** Material to process follows **
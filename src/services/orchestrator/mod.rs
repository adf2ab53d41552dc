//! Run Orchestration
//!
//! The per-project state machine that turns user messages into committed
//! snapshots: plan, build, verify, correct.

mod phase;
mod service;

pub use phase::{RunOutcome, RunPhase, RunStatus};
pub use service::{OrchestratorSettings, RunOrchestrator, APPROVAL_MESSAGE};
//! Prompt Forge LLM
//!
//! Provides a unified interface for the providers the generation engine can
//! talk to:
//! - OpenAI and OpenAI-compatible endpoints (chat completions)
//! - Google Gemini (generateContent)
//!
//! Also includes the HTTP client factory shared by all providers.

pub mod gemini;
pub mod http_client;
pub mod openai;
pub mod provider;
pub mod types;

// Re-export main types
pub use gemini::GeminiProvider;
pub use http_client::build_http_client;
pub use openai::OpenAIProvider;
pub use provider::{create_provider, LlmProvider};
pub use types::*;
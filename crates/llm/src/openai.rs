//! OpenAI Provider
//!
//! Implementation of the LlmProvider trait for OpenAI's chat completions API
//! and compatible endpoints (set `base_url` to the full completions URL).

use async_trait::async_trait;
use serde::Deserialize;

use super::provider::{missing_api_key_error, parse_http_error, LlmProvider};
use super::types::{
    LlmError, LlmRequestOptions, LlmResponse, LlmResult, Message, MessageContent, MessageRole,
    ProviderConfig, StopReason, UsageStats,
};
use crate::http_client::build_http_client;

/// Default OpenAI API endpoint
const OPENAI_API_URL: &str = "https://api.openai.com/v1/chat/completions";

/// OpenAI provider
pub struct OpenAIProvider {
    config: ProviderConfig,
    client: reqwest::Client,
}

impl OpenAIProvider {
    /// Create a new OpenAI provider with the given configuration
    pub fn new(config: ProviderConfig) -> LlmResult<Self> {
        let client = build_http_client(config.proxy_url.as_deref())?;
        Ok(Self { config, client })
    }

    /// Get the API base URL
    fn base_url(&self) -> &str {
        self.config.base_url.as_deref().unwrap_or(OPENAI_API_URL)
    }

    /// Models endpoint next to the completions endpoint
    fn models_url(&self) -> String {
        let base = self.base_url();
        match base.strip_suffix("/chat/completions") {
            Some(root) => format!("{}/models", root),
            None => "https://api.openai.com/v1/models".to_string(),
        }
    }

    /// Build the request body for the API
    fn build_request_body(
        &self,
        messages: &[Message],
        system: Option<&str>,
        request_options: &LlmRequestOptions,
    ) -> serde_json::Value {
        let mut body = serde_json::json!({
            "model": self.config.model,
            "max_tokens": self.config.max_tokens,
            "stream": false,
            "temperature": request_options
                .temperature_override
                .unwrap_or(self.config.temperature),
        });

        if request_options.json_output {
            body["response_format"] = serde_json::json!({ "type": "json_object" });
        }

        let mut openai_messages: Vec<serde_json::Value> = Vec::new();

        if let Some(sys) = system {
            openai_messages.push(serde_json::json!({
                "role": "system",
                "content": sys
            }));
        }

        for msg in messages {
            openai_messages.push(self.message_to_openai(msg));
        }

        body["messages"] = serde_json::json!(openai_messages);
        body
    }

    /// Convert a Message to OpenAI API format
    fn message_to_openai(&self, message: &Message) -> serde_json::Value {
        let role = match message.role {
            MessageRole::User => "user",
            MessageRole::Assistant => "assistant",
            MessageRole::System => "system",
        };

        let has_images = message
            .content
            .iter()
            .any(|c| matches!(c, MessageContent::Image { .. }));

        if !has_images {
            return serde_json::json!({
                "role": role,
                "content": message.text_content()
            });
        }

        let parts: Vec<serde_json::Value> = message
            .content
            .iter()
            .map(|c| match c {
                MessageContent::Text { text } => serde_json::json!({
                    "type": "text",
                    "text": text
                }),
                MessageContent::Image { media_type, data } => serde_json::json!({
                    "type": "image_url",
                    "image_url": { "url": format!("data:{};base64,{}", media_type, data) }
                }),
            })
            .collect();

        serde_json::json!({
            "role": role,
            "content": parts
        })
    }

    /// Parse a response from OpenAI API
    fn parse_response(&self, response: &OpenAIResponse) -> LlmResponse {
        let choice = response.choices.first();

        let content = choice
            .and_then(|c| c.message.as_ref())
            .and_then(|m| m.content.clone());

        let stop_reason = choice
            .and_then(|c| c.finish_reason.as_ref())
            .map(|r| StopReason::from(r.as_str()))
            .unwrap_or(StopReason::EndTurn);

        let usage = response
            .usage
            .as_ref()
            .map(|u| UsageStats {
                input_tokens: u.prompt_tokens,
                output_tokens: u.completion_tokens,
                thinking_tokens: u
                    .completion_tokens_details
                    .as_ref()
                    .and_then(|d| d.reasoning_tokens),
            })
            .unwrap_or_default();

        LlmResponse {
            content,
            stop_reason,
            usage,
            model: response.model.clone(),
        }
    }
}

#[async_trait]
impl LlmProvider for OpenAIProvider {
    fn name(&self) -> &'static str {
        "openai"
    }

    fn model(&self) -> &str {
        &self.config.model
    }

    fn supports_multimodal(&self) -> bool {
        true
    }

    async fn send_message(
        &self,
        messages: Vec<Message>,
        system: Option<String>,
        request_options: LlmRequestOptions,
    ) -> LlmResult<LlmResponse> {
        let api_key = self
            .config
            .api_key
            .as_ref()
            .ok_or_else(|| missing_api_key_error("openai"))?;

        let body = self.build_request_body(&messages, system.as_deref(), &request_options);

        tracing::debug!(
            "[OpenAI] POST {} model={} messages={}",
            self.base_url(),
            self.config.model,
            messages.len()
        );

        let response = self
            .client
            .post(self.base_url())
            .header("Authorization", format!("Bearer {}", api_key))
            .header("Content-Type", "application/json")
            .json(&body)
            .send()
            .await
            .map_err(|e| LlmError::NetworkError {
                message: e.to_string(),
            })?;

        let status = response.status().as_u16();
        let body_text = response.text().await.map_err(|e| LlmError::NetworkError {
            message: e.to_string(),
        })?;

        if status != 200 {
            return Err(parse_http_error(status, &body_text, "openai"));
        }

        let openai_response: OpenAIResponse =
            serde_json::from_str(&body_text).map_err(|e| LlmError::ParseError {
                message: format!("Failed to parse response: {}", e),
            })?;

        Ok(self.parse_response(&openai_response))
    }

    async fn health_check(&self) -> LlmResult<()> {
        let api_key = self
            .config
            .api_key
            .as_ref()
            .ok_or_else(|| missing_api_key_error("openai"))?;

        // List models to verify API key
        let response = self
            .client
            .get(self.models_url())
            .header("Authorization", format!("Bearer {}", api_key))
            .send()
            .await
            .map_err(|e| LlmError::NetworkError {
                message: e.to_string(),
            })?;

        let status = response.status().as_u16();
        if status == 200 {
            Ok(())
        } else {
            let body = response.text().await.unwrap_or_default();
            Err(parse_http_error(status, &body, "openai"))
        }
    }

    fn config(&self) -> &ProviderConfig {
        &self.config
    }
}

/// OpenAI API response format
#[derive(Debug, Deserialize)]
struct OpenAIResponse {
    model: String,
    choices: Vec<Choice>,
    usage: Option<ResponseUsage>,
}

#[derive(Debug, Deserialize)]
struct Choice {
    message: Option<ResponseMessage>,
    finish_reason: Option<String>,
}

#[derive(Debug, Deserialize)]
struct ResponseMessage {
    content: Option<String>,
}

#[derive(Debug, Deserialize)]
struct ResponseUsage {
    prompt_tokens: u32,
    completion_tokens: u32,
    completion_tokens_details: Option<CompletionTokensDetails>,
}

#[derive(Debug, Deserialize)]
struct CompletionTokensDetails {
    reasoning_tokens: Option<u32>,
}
** End of Material to process **
* **The task**:
Write each line of the data above out again without altering a word.

* **Your solution**:
filename src/services/orchestrator/mod.rs
repository adf2ab53d41552dc
//! Run Orchestration
//!
//! The per-project state machine that turns user messages into committed
//! snapshots: plan, build, verify, correct.

mod phase;
mod service;

pub use phase::{RunOutcome, RunPhase, RunStatus};
pub use service::{OrchestratorSettings, RunOrchestrator, APPROVAL_MESSAGE};
//! Prompt Forge LLM
//!
//! Provides a unified interface for the providers the generation engine can
//! talk to:
//! - OpenAI and OpenAI-compatible endpoints (chat completions)
//! - Google Gemini (generateContent)
//!
//! Also includes the HTTP client factory shared by all providers.

pub mod gemini;
pub mod http_client;
pub mod openai;
pub mod provider;
pub mod types;

// Re-export main types
pub use gemini::GeminiProvider;
pub use http_client::build_http_client;
pub use openai::OpenAIProvider;
pub use provider::{create_provider, LlmProvider};
pub use types::*;
filename crates/llm/src/openai.rs
//! OpenAI Provider
//!
//! Implementation of the LlmProvider trait for OpenAI's chat completions API
//! and compatible endpoints (set `base_url` to the full completions URL).

use async_trait::async_trait;
use serde::Deserialize;

use super::provider::{missing_api_key_error, parse_http_error, LlmProvider};
use super::types::{
    LlmError, LlmRequestOptions, LlmResponse, LlmResult, Message, MessageContent, MessageRole,
    ProviderConfig, StopReason, UsageStats,
};
use crate::http_client::build_http_client;

/// Default OpenAI API endpoint
const OPENAI_API_URL: &str = "https://api.openai.com/v1/chat/completions";

/// OpenAI provider
pub struct OpenAIProvider {
    config: ProviderConfig,
    client: reqwest::Client,
}

impl OpenAIProvider {
    /// Create a new OpenAI provider with the given configuration
    pub fn new(config: ProviderConfig) -> LlmResult<Self> {
        let client = build_http_client(config.proxy_url.as_deref())?;
        Ok(Self { config, client })
    }

    /// Get the API base URL
    fn base_url(&self) -> &str {
        self.config.base_url.as_deref().unwrap_or(OPENAI_API_URL)
    }

    /// Models endpoint next to the completions endpoint
    fn models_url(&self) -> String {
        let base = self.base_url();
        match base.strip_suffix("/chat/completions") {
            Some(root) => format!("{}/models", root),
            None => "https://api.openai.com/v1/models".to_string(),
        }
    }

    /// Build the request body for the API
    fn build_request_body(
        &self,
        messages: &[Message],
        system: Option<&str>,
        request_options: &LlmRequestOptions,
    ) -> serde_json::Value {
        let mut body = serde_json::json!({
            "model": self.config.model,
            "max_tokens": self.config.max_tokens,
            "stream": false,
            "temperature": request_options
                .temperature_override
                .unwrap_or(self.config.temperature),
        });

        if request_options.json_output {
            body["response_format"] = serde_json::json!({ "type": "json_object" });
        }

        let mut openai_messages: Vec<serde_json::Value> = Vec::new();

        if let Some(sys) = system {
            openai_messages.push(serde_json::json!({
                "role": "system",
                "content": sys
            }));
        }

        for msg in messages {
            openai_messages.push(self.message_to_openai(msg));
        }

        body["messages"] = serde_json::json!(openai_messages);
        body
    }

    /// Convert a Message to OpenAI API format
    fn message_to_openai(&self, message: &Message) -> serde_json::Value {
        let role = match message.role {
            MessageRole::User => "user",
            MessageRole::Assistant => "assistant",
            MessageRole::System => "system",
        };

        let has_images = message
            .content
            .iter()
            .any(|c| matches!(c, MessageContent::Image { .. }));

        if !has_images {
            return serde_json::json!({
                "role": role,
                "content": message.text_content()
            });
        }

        let parts: Vec<serde_json::Value> = message
            .content
            .iter()
            .map(|c| match c {
                MessageContent::Text { text } => serde_json::json!({
                    "type": "text",
                    "text": text
                }),
                MessageContent::Image { media_type, data } => serde_json::json!({
                    "type": "image_url",
                    "image_url": { "url": format!("data:{};base64,{}", media_type, data) }
                }),
            })
            .collect();

        serde_json::json!({
            "role": role,
            "content": parts
        })
    }

    /// Parse a response from OpenAI API
    fn parse_response(&self, response: &OpenAIResponse) -> LlmResponse {
        let choice = response.choices.first();

        let content = choice
            .and_then(|c| c.message.as_ref())
            .and_then(|m| m.content.clone());

        let stop_reason = choice
            .and_then(|c| c.finish_reason.as_ref())
            .map(|r| StopReason::from(r.as_str()))
            .unwrap_or(StopReason::EndTurn);

        let usage = response
            .usage
            .as_ref()
            .map(|u| UsageStats {
                input_tokens: u.prompt_tokens,
                output_tokens: u.completion_tokens,
                thinking_tokens: u
                    .completion_tokens_details
                    .as_ref()
                    .and_then(|d| d.reasoning_tokens),
            })
            .unwrap_or_default();

        LlmResponse {
            content,
            stop_reason,
            usage,
            model: response.model.clone(),
        }
    }
}

#[async_trait]
impl LlmProvider for OpenAIProvider {
    fn name(&self) -> &'static str {
        "openai"
    }

    fn model(&self) -> &str {
        &self.config.model
    }

    fn supports_multimodal(&self) -> bool {
        true
    }

    async fn send_message(
        &self,
        messages: Vec<Message>,
        system: Option<String>,
        request_options: LlmRequestOptions,
    ) -> LlmResult<LlmResponse> {
        let api_key = self
            .config
            .api_key
            .as_ref()
            .ok_or_else(|| missing_api_key_error("openai"))?;

        let body = self.build_request_body(&messages, system.as_deref(), &request_options);

        tracing::debug!(
            "[OpenAI] POST {} model={} messages={}",
            self.base_url(),
            self.config.model,
            messages.len()
        );

        let response = self
            .client
            .post(self.base_url())
            .header("Authorization", format!("Bearer {}", api_key))
            .header("Content-Type", "application/json")
            .json(&body)
            .send()
            .await
            .map_err(|e| LlmError::NetworkError {
                message: e.to_string(),
            })?;

        let status = response.status().as_u16();
        let body_text = response.text().await.map_err(|e| LlmError::NetworkError {
            message: e.to_string(),
        })?;

        if status != 200 {
            return Err(parse_http_error(status, &body_text, "openai"));
        }

        let openai_response: OpenAIResponse =
            serde_json::from_str(&body_text).map_err(|e| LlmError::ParseError {
                message: format!("Failed to parse response: {}", e),
            })?;

        Ok(self.parse_response(&openai_response))
    }

    async fn health_check(&self) -> LlmResult<()> {
        let api_key = self
            .config
            .api_key
            .as_ref()
            .ok_or_else(|| missing_api_key_error("openai"))?;

        // List models to verify API key
        let response = self
            .client
            .get(self.models_url())
            .header("Authorization", format!("Bearer {}", api_key))
            .send()
            .await
            .map_err(|e| LlmError::NetworkError {
                message: e.to_string(),
            })?;

        let status = response.status().as_u16();
        if status == 200 {
            Ok(())
        } else {
            let body = response.text().await.unwrap_or_default();
            Err(parse_http_error(status, &body, "openai"))
        }
    }

    fn config(&self) -> &ProviderConfig {
        &self.config
    }
}

/// OpenAI API response format
#[derive(Debug, Deserialize)]
struct OpenAIResponse {
    model: String,
    choices: Vec<Choice>,
    usage: Option<ResponseUsage>,
}

#[derive(Debug, Deserialize)]
struct Choice {
    message: Option<ResponseMessage>,
    finish_reason: Option<String>,
}

#[derive(Debug, Deserialize)]
struct ResponseMessage {
    content: Option<String>,
}

#[derive(Debug, Deserialize)]
struct ResponseUsage {
    prompt_tokens: u32,
    completion_tokens: u32,
    completion_tokens_details: Option<CompletionTokensDetails>,
}

#[derive(Debug, Deserialize)]
struct CompletionTokensDetails {
    reasoning_tokens: Option<u32>,
}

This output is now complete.